Recorded data section start

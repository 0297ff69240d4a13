//! Decoding of property values written inline in a document.

use sl_core::Value;

/// Decode a raw property value.
///
/// JSON literals (objects, arrays, numbers, booleans, quoted strings) are
/// decoded as such; anything that fails to decode is kept verbatim as a
/// string.
pub fn decode_value(raw: &str) -> Value {
    let text = raw.trim();
    if looks_like_json(text) {
        match serde_json::from_str::<serde_json::Value>(text) {
            Ok(json) => return Value::from(json),
            Err(err) => tracing::trace!(%err, text, "keeping property value as literal text"),
        }
    }
    Value::String(text.to_string())
}

fn looks_like_json(text: &str) -> bool {
    match text.chars().next() {
        Some('{' | '[' | '"' | '-' | '0'..='9') => true,
        _ => matches!(text, "true" | "false" | "null"),
    }
}

/// Split `key: value` where the key is a bare identifier.
///
/// Returns `None` for prose that merely contains a colon.
pub fn split_property(text: &str) -> Option<(String, &str)> {
    let (key, value) = text.split_once(':')?;
    let key = key.trim();
    let mut chars = key.chars();
    let first = chars.next()?;
    if !(first.is_ascii_alphabetic() || first == '_') {
        return None;
    }
    if !chars.all(|c| c.is_ascii_alphanumeric() || c == '_' || c == '-') {
        return None;
    }
    Some((key.to_ascii_lowercase().replace('-', "_"), value.trim()))
}

#[cfg(test)]
mod tests {
    use super::*;

    #[test]
    fn decodes_json_literals() {
        assert_eq!(decode_value("3"), Value::Integer(3));
        assert_eq!(decode_value("true"), Value::Boolean(true));
        assert_eq!(decode_value("\"quoted\""), Value::String("quoted".into()));
        assert_eq!(
            decode_value("[\"key\", \"brass key\"]"),
            Value::List(vec![Value::from("key"), Value::from("brass key")])
        );
        let map = decode_value("{\"lockpicking\": 2}");
        assert_eq!(
            map.as_map().and_then(|m| m.get("lockpicking")),
            Some(&Value::Integer(2))
        );
    }

    #[test]
    fn falls_back_to_literal() {
        assert_eq!(decode_value("[key, brass key]"), Value::from("[key, brass key]"));
        assert_eq!(decode_value("An old key"), Value::from("An old key"));
        assert_eq!(decode_value("3 apples"), Value::from("3 apples"));
    }

    #[test]
    fn property_keys() {
        assert_eq!(split_property("lock_difficulty: 3"), Some(("lock_difficulty".into(), "3")));
        assert_eq!(split_property("On-Unlock: Click."), Some(("on_unlock".into(), "Click.")));
        assert_eq!(split_property("Silver Locket"), None);
        assert_eq!(split_property("Note to self: run"), None);
        assert_eq!(split_property(": nothing"), None);
    }
}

Recorded data section end

### Exercise goal
Which lines of the entries contain "into"? Count them and write only the number.

### Exercise solution
3